Testing for Rate-Dependent Material Models for CAE

Rate dependency, or strain rate sensitivity, describes how a material's mechanical properties, such as strength, stiffness, and ductility, can change depending on how quickly it's deformed or loaded. This phenomenon is crucial in various applications ranging from automotive crashworthiness, where materials must withstand high-speed impacts, to high-speed manufacturing processes.

For instance, materials may exhibit increased strength at higher strain rates, as is often seen in metals, while viscoelastic materials like polymers can show significantly different responses, acting more stiffly at faster deformation rates and less so at slower rates. Understanding and modeling rate-dependent behavior is therefore essential for predicting material performance under various dynamic loading conditions and for designing components that can function reliably in such environments.

To learn more regarding material testing and characterization in support of material models for CAE, see our TestPaks or contact us to talk with our materials testing experts.

Importance of Capturing Rate Dependency

In drop, impact or crash simulations, materials are subjected to a wide range of strain rates, which significantly affect mechanical response. It's critical to understand that strain rate is different from impact velocity — it normalizes velocity over the specimen's gauge length. For instance, ASTM D638 Type V specimens (10 mm gauge length) reach five times the strain rate of Type I specimens (50 mm) at the same test velocity.

Accurate simulations require test data that spans the strain rate range encountered in the application, ideally covering 3–5 decades of strain rate. Simply testing at one high rate is insufficient. Rate dependency affects not just yield stress but also stiffness and failure strain.

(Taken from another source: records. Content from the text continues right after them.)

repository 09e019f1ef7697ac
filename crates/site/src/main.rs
//! Binary entrypoint for the browser-hosted `site` application.

#[cfg(all(target_arch = "wasm32", feature = "csr"))]
fn main() {
    site::mount();
}

#[cfg(not(target_arch = "wasm32"))]
fn main() {
    eprintln!(
        "This binary is intended for the browser/WASM workflow. Build `site_app` for wasm32 with the `csr` feature."
    );
}
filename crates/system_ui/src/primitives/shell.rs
use leptos::ev::{DragEvent, PointerEvent};

use super::*;

#[component]
/// Root desktop surface. Pointer tracking for window drags is attached here.
pub fn DesktopRoot(
    #[prop(optional, into)] id: Option<String>,
    #[prop(optional)] layout_class: Option<&'static str>,
    #[prop(optional)] on_pointermove: Option<Callback<PointerEvent>>,
    #[prop(optional)] on_pointerup: Option<Callback<PointerEvent>>,
    #[prop(optional)] on_pointerleave: Option<Callback<PointerEvent>>,
    #[prop(optional)] on_mousedown: Option<Callback<MouseEvent>>,
    children: Children,
) -> impl IntoView {
    view! {
        <div
            id=id
            class=merge_layout_class("desktop-shell", layout_class)
            tabindex="-1"
            data-ui-primitive="true"
            data-ui-kind="desktop-root"
            on:pointermove=move |ev| forward(on_pointermove.as_ref(), ev)
            on:pointerup=move |ev| forward(on_pointerup.as_ref(), ev)
            on:pointercancel=move |ev| forward(on_pointerup.as_ref(), ev)
            on:pointerleave=move |ev| forward(on_pointerleave.as_ref(), ev)
            on:mousedown=move |ev| forward(on_mousedown.as_ref(), ev)
        >
            {children()}
        </div>
    }
}

#[component]
/// Desktop icon grid. Drop handling is delegated to the caller.
pub fn DesktopIconGrid(
    #[prop(optional, into)] id: Option<String>,
    #[prop(optional)] layout_class: Option<&'static str>,
    #[prop(optional)] on_click: Option<Callback<MouseEvent>>,
    #[prop(optional)] on_drop: Option<Callback<DragEvent>>,
    children: Children,
) -> impl IntoView {
    view! {
        <div
            id=id
            class=merge_layout_class("ui-desktop-icon-grid", layout_class)
            data-ui-primitive="true"
            data-ui-kind="desktop-icon-grid"
            on:click=move |ev| forward(on_click.as_ref(), ev)
            on:dragover=move |ev: DragEvent| {
                ev.prevent_default();
                if let Some(transfer) = ev.data_transfer() {
                    transfer.set_drop_effect("move");
                }
            }
            on:drop=move |ev: DragEvent| {
                ev.prevent_default();
                forward(on_drop.as_ref(), ev);
            }
        >
            {children()}
        </div>
    }
}

#[component]
/// Draggable desktop icon placed on an explicit grid cell.
pub fn DesktopIconButton(
    #[prop(optional)] layout_class: Option<&'static str>,
    #[prop(into)] label: String,
    #[prop(into)] icon_src: String,
    #[prop(into)] column: MaybeSignal<u32>,
    #[prop(into)] row: MaybeSignal<u32>,
    #[prop(optional, into)] selected: MaybeSignal<bool>,
    #[prop(optional, into)] dragging: MaybeSignal<bool>,
    #[prop(optional)] on_click: Option<Callback<MouseEvent>>,
    #[prop(optional)] on_dblclick: Option<Callback<MouseEvent>>,
    #[prop(optional)] on_dragstart: Option<Callback<DragEvent>>,
    #[prop(optional)] on_dragend: Option<Callback<DragEvent>>,
) -> impl IntoView {
    let aria_label = label.clone();
    view! {
        <button
            type="button"
            class=merge_layout_class("ui-desktop-icon-button", layout_class)
            style=move || format!("grid-column-start:{};grid-row-start:{};", column.get(), row.get())
            draggable="true"
            title=label.clone()
            aria-label=aria_label
            aria-pressed=move || bool_token(selected.get())
            data-ui-primitive="true"
            data-ui-kind="desktop-icon-button"
            data-ui-selected=move || bool_token(selected.get())
            data-ui-dragging=move || bool_token(dragging.get())
            on:click=move |ev| forward(on_click.as_ref(), ev)
            on:dblclick=move |ev| forward(on_dblclick.as_ref(), ev)
            on:dragstart=move |ev| forward(on_dragstart.as_ref(), ev)
            on:dragend=move |ev| forward(on_dragend.as_ref(), ev)
        >
            <img src=icon_src alt="" draggable="false" />
            <span data-ui-slot="icon-label">{label}</span>
        </button>
    }
}

#[component]
/// Layer hosting all managed windows above the icon grid.
pub fn DesktopWindowLayer(
    #[prop(optional)] layout_class: Option<&'static str>,
    children: Children,
) -> impl IntoView {
    view! {
        <div
            class=merge_layout_class("ui-window-layer", layout_class)
            data-ui-primitive="true"
            data-ui-kind="desktop-window-layer"
        >
            {children()}
        </div>
    }
}

#[component]
/// Shared window frame primitive.
pub fn WindowFrame(
    #[prop(into)] id: String,
    #[prop(into)] window_id: String,
    #[prop(optional)] layout_class: Option<&'static str>,
    #[prop(optional, into)] style: MaybeSignal<String>,
    #[prop(optional, into)] aria_label: MaybeSignal<String>,
    #[prop(optional, into)] focused: MaybeSignal<bool>,
    #[prop(optional, into)] hidden: MaybeSignal<bool>,
    #[prop(optional)] on_pointerdown: Option<Callback<PointerEvent>>,
    children: Children,
) -> impl IntoView {
    view! {
        <section
            id=id
            class=merge_layout_class("ui-window-frame", layout_class)
            style=move || style.get()
            role="dialog"
            aria-label=move || aria_label.get()
            data-window-id=window_id
            data-ui-primitive="true"
            data-ui-kind="window-frame"
            data-ui-focused=move || bool_token(focused.get())
            data-ui-hidden=move || bool_token(hidden.get())
            on:pointerdown=move |ev| forward(on_pointerdown.as_ref(), ev)
        >
            {children()}
        </section>
    }
}

#[component]
/// Window title bar; the drag handle of a frame.
pub fn WindowTitleBar(
    #[prop(optional)] layout_class: Option<&'static str>,
    #[prop(optional)] on_pointerdown: Option<Callback<PointerEvent>>,
    children: Children,
) -> impl IntoView {
    view! {
        <header
            class=merge_layout_class("ui-window-titlebar", layout_class)
            data-ui-primitive="true"
            data-ui-kind="window-titlebar"
            on:pointerdown=move |ev| forward(on_pointerdown.as_ref(), ev)
        >
            {children()}
        </header>
    }
}

#[component]
/// Window title text.
pub fn WindowTitle(
    #[prop(optional)] layout_class: Option<&'static str>,
    children: Children,
) -> impl IntoView {
    view! {
        <div
            class=merge_layout_class("ui-window-title", layout_class)
            data-ui-primitive="true"
            data-ui-kind="window-title"
        >
            {children()}
        </div>
    }
}

#[component]
/// Title bar controls row.
pub fn WindowControls(
    #[prop(optional)] layout_class: Option<&'static str>,
    children: Children,
) -> impl IntoView {
    view! {
        <div
            class=merge_layout_class("ui-window-controls", layout_class)
            data-ui-primitive="true"
            data-ui-kind="window-controls"
        >
            {children()}
        </div>
    }
}

#[component]
/// Title bar control button.
///
/// Pointer-down is swallowed so pressing a control never starts a title-bar drag.
pub fn WindowControlButton(
    #[prop(into)] aria_label: String,
    #[prop(optional)] layout_class: Option<&'static str>,
    #[prop(optional)] on_click: Option<Callback<MouseEvent>>,
) -> impl IntoView {
    view! {
        <button
            type="button"
            class=merge_layout_class("ui-window-control", layout_class)
            aria-label=aria_label
            data-ui-primitive="true"
            data-ui-kind="window-control"
            on:pointerdown=move |ev: PointerEvent| ev.stop_propagation()
            on:click=move |ev: MouseEvent| {
                ev.prevent_default();
                ev.stop_propagation();
                forward(on_click.as_ref(), ev);
            }
        ></button>
    }
}

#[component]
/// Window body host for a mounted application.
pub fn WindowBody(
    #[prop(optional)] layout_class: Option<&'static str>,
    children: Children,
) -> impl IntoView {
    view! {
        <div
            class=merge_layout_class("ui-window-body", layout_class)
            data-ui-primitive="true"
            data-ui-kind="window-body"
        >
            {children()}
        </div>
    }
}

#[component]
/// Bottom taskbar container.
pub fn Taskbar(
    #[prop(optional)] layout_class: Option<&'static str>,
    #[prop(optional, into)] aria_label: Option<String>,
    children: Children,
) -> impl IntoView {
    view! {
        <footer
            class=merge_layout_class("ui-taskbar", layout_class)
            role="toolbar"
            aria-label=aria_label
            data-ui-primitive="true"
            data-ui-kind="taskbar"
        >
            {children()}
        </footer>
    }
}

#[component]
/// Named taskbar region (`start`, `tabs`, `clock`).
pub fn TaskbarSection(
    ui_slot: &'static str,
    #[prop(optional)] layout_class: Option<&'static str>,
    #[prop(optional, into)] aria_label: Option<String>,
    children: Children,
) -> impl IntoView {
    view! {
        <div
            class=merge_layout_class("ui-taskbar-section", layout_class)
            aria-label=aria_label
            data-ui-primitive="true"
            data-ui-kind="taskbar-section"
            data-ui-slot=ui_slot
        >
            {children()}
        </div>
    }
}

#[component]
/// Decorative start badge at the leading edge of the taskbar. It carries no action.
pub fn TaskbarStartBadge(
    #[prop(into)] label: String,
    #[prop(into)] icon_src: String,
    #[prop(optional)] layout_class: Option<&'static str>,
) -> impl IntoView {
    view! {
        <div
            class=merge_layout_class("ui-taskbar-start", layout_class)
            aria-hidden="true"
            data-ui-primitive="true"
            data-ui-kind="taskbar-start"
        >
            <img src=icon_src alt="" draggable="false" />
            <span data-ui-slot="start-label">{label}</span>
        </div>
    }
}

#[component]
/// Taskbar tab mirroring one open window.
pub fn TaskbarButton(
    #[prop(into)] id: String,
    #[prop(into)] label: String,
    #[prop(optional)] layout_class: Option<&'static str>,
    #[prop(optional, into)] pressed: MaybeSignal<bool>,
    #[prop(optional)] on_click: Option<Callback<MouseEvent>>,
) -> impl IntoView {
    view! {
        <button
            type="button"
            id=id
            class=merge_layout_class("ui-taskbar-button", layout_class)
            title=label.clone()
            aria-pressed=move || bool_token(pressed.get())
            data-ui-primitive="true"
            data-ui-kind="taskbar-button"
            on:click=move |ev| forward(on_click.as_ref(), ev)
        >
            <span data-ui-slot="taskbar-label">{label}</span>
        </button>
    }
}

#[component]
/// Taskbar clock readout.
pub fn ClockButton(
    #[prop(into)] id: String,
    #[prop(into)] text: MaybeSignal<String>,
    #[prop(optional)] layout_class: Option<&'static str>,
) -> impl IntoView {
    view! {
        <time
            id=id
            class=merge_layout_class("ui-clock", layout_class)
            aria-live="off"
            data-ui-primitive="true"
            data-ui-kind="clock"
        >
            {move || text.get()}
        </time>
    }
}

Measuring Rate-Dependent Properties

High strain rate testing is challenging due to:

  • Noise and vibration, especially early in the test.
  • Inertia and compliance effects from test machines.
  • Extensometry difficulties at high speeds.
  • The risk of masking real material behavior through data smoothing.

Clean data acquisition is essential. Properly configured servo-hydraulic machines are effective for rates from 0.01 to 100 s⁻¹, suitable for most impact simulations. Very high rates (up to 1000 s⁻¹) are achievable on servo-hydraulic high-speed tensile systems that apply a programmed displacement pulse to the specimen.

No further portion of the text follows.